─── Entries shown ───
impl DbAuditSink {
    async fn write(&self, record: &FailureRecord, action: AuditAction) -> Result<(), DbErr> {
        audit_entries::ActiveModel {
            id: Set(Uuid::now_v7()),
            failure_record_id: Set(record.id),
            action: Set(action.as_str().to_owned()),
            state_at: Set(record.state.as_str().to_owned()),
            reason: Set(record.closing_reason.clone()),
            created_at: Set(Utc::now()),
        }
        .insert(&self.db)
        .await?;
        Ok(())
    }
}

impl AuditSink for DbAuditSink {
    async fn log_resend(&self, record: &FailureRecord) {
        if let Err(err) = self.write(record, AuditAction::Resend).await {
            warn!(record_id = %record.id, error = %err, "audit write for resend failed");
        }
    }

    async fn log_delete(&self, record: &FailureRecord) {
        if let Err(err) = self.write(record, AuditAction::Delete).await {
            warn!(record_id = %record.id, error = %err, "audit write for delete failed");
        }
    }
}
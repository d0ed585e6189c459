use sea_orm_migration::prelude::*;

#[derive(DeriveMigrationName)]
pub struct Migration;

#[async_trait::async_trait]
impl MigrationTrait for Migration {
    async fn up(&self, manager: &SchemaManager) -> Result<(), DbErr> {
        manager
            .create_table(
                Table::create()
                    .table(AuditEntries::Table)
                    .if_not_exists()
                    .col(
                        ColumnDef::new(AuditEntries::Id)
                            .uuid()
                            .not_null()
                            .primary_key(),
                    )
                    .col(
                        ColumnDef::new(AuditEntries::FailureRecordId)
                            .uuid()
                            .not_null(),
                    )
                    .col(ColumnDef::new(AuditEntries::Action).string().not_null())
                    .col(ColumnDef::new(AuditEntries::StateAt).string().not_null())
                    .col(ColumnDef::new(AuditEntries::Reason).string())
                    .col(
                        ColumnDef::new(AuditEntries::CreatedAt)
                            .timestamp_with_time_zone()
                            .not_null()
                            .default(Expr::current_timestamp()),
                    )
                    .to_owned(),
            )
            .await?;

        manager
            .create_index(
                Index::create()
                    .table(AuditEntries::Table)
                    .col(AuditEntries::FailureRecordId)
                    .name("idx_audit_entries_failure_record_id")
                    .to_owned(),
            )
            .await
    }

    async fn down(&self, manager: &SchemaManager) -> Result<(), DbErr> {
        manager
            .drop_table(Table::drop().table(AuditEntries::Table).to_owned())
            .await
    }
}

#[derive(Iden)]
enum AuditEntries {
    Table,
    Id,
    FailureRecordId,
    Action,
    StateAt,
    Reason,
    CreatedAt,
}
───
§ What to produce
What is wanted is a copy of every line in the listing that includes the word "warn".

§ Task result
            warn!(record_id = %record.id, error = %err, "audit write for resend failed");
            warn!(record_id = %record.id, error = %err, "audit write for delete failed");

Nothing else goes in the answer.